“Progress is man’s ability to complicate simplicity.” Thor Heyerdahl
Convertible bonds and preferred stock are popular instruments that cash-starved businesses use to raise capital when other more traditional financing methods are not available. These instruments provide much-needed liquidity to high-risk entities while often enticing investors with embedded conversion features (“ECF”) that offer the prospect for upside in the event the company is successful.
Under current GAAP, the literature for determining how to account for instruments with embedded conversion features is complex. Challenges include measuring the impact of variable conversion prices and vesting events that are uncertain (such as performance milestones and other contingencies) and that can greatly impact value under certain scenarios.
Combine the complexity of the accounting rules for derivatives with the frequent relative lack of accounting sophistication of many of the companies that issue them, and you have a perfect storm for potential misstatements. The SEC cites embedded conversion options as a perennial top subject of financial reporting issues raised in SEC comment letters.
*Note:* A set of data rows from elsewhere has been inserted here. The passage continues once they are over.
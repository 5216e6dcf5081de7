//! 정수론 보조 함수 (BigInt 위에서)

use num_bigint::BigInt;
use num_integer::{Integer, Roots};
use num_rational::BigRational;
use num_traits::{One, Signed, ToPrimitive, Zero};

pub(crate) fn factorial(n: u32) -> BigInt {
    (2..=n).fold(BigInt::one(), |acc, k| acc * k)
}

/// C(n, k), 0 <= k
pub(crate) fn binomial(n: u32, k: u32) -> BigInt {
    if k > n {
        return BigInt::zero();
    }
    let k = k.min(n - k);
    let mut acc = BigInt::one();
    for i in 0..k {
        acc = acc * (n - i) / (i + 1);
    }
    acc
}

/// (F(n), F(n+1)) 빠른 배증
fn fib_pair(n: u64) -> (BigInt, BigInt) {
    if n == 0 {
        return (BigInt::zero(), BigInt::one());
    }
    let (a, b) = fib_pair(n / 2);
    let c = &a * (&b * 2 - &a);
    let d = &a * &a + &b * &b;
    if n % 2 == 0 {
        (c, d)
    } else {
        let next = &c + &d;
        (d, next)
    }
}

/// F(-n) = (-1)^(n+1) F(n)
pub(crate) fn fibonacci(n: i64) -> BigInt {
    let (value, _) = fib_pair(n.unsigned_abs());
    if n < 0 && n % 2 == 0 {
        -value
    } else {
        value
    }
}

/// B(n), B(1) = -1/2
pub(crate) fn bernoulli(n: u32) -> BigRational {
    if n == 1 {
        return BigRational::new(BigInt::from(-1), BigInt::from(2));
    }
    if n % 2 == 1 {
        return BigRational::zero();
    }
    // 아키야마-타니가와
    let mut row: Vec<BigRational> = Vec::with_capacity(n as usize + 1);
    for m in 0..=n as usize {
        row.push(BigRational::new(BigInt::one(), BigInt::from(m + 1)));
        for j in (1..=m).rev() {
            let diff = &row[j - 1] - &row[j];
            row[j - 1] = diff * BigRational::from_integer(BigInt::from(j));
        }
    }
    row.swap_remove(0)
}

/// 오일러 수 E(n): E(0) = 1, 홀수는 0
pub(crate) fn euler(n: u32) -> BigInt {
    if n % 2 == 1 {
        return BigInt::zero();
    }
    let half = (n / 2) as usize;
    let mut values: Vec<BigInt> = Vec::with_capacity(half + 1);
    values.push(BigInt::one());
    for m in 1..=half {
        let two_m = (2 * m) as u32;
        let mut acc = BigInt::zero();
        for (k, e) in values.iter().enumerate() {
            acc += binomial(two_m, (2 * k) as u32) * e;
        }
        values.push(-acc);
    }
    values.pop().unwrap_or_else(BigInt::one)
}

pub(crate) fn catalan(n: u32) -> BigInt {
    binomial(2 * n, n) / (n + 1)
}

/// lcm(1, 2, ..., n)
pub(crate) fn lcm_upto(n: u32) -> BigInt {
    (2..=n).fold(BigInt::one(), |acc, k| acc.lcm(&BigInt::from(k)))
}

/// 시행 나눗셈 소수 판정 (n < 2^32)
pub(crate) fn is_prime_u64(n: u64) -> bool {
    if n < 2 {
        return false;
    }
    if n % 2 == 0 {
        return n == 2;
    }
    let mut d: u64 = 3;
    while d * d <= n {
        if n % d == 0 {
            return false;
        }
        d += 2;
    }
    true
}

/// limit 이하의 가장 작은 소인수, 없으면 1
pub(crate) fn smallest_factor(n: &BigInt, limit: u64) -> BigInt {
    let n = n.abs();
    if n < BigInt::from(2) {
        return BigInt::one();
    }
    if n.is_even() {
        return if limit >= 2 {
            BigInt::from(2)
        } else {
            BigInt::one()
        };
    }
    let root = n.sqrt().to_u64().unwrap_or(u64::MAX);
    let mut d: u64 = 3;
    while d <= limit && d <= root {
        if (&n % d).is_zero() {
            return BigInt::from(d);
        }
        d += 2;
    }
    // 남은 n 자체가 소수일 수 있다
    match n.to_u64() {
        Some(v) if v <= limit => n,
        _ => BigInt::one(),
    }
}

/// 처음 count 개 소수 중 n 을 나누는 가장 작은 것, 없으면 1
pub(crate) fn smallest_listed_factor(n: &BigInt, count: u64) -> BigInt {
    let mut seen = 0u64;
    let mut candidate = 2u64;
    while seen < count {
        if is_prime_u64(candidate) {
            seen += 1;
            if (n % candidate).is_zero() {
                return BigInt::from(candidate);
            }
        }
        candidate += 1;
    }
    BigInt::one()
}

/// 야코비 기호 (a / n), n 이 양의 홀수가 아니면 0
pub(crate) fn jacobi(a: &BigInt, n: &BigInt) -> i32 {
    if !n.is_positive() || n.is_even() {
        return 0;
    }
    let mut a = a.mod_floor(n);
    let mut n = n.clone();
    let mut result = 1;
    let three = BigInt::from(3);
    let five = BigInt::from(5);
    let eight = BigInt::from(8);
    let four = BigInt::from(4);
    while !a.is_zero() {
        while a.is_even() {
            a >>= 1usize;
            let r = n.mod_floor(&eight);
            if r == three || r == five {
                result = -result;
            }
        }
        std::mem::swap(&mut a, &mut n);
        if a.mod_floor(&four) == three && n.mod_floor(&four) == three {
            result = -result;
        }
        a = a.mod_floor(&n);
    }
    if n.is_one() {
        result
    } else {
        0
    }
}

/// a 의 법 m 역원 (0 <= r < |m|), 없으면 None
pub(crate) fn mod_inverse(a: &BigInt, m: &BigInt) -> Option<BigInt> {
    let m = m.abs();
    if m.is_zero() {
        return None;
    }
    let eg = a.mod_floor(&m).extended_gcd(&m);
    if !eg.gcd.is_one() {
        return None;
    }
    Some(eg.x.mod_floor(&m))
}

/// n 을 d 로 나눌 수 있는 횟수 (|d| > 1, n != 0)
pub(crate) fn divide_count(n: &BigInt, d: &BigInt) -> (u64, BigInt) {
    let mut count = 0u64;
    let mut rest = n.clone();
    if d.abs() <= BigInt::one() || n.is_zero() {
        return (0, rest);
    }
    loop {
        let (q, r) = rest.div_rem(d);
        if !r.is_zero() {
            break;
        }
        rest = q;
        count += 1;
    }
    (count, rest)
}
One common stumbling block I have seen is practitioners’ failure to account for the potentially dilutive effect of embedded conversion features on the underlying share price of the Company immediately following conversion. Many companies have significant options outstanding that may provide the holders with a meaningful stake in the business when converted, particularly when the conversion price is not fixed but rather based on historical stock price of the company (as in a look-back period). If the strike price is well below the underlying stock price, the conversion creates disproportionately more shares without a corresponding increase in the value received by the company, and as a result the stock price takes a hit. The failure to account for this dynamic can significantly overstate the ECF liability. The SEC has a good article on the dangers of these so-called “death spiral” convertibles here: http://www.sec.gov/answers/convertibles.htm
Valuing convertibles with complex conversion features often calls for the use of a Monte Carlo simulation with multiple assumptions and moving parts. In these situations, it is important to step away from the model and form an “educated guess” on the expected range of value for the hybrid security. If, for example, a company is has going concern issues (as many convertible debt issuers do), yet the implied fair value of an ECF exceeds the face value of the debt or the liquidation value of the preferred shares, it is worth revisiting the assumptions used and running through a few simulations the old fashioned way, on the back of a napkin. If the back of the napkin does not provide enough space to calculate the impact of a few different scenarios, then perhaps the complexity of the model has outgrown its usefulness.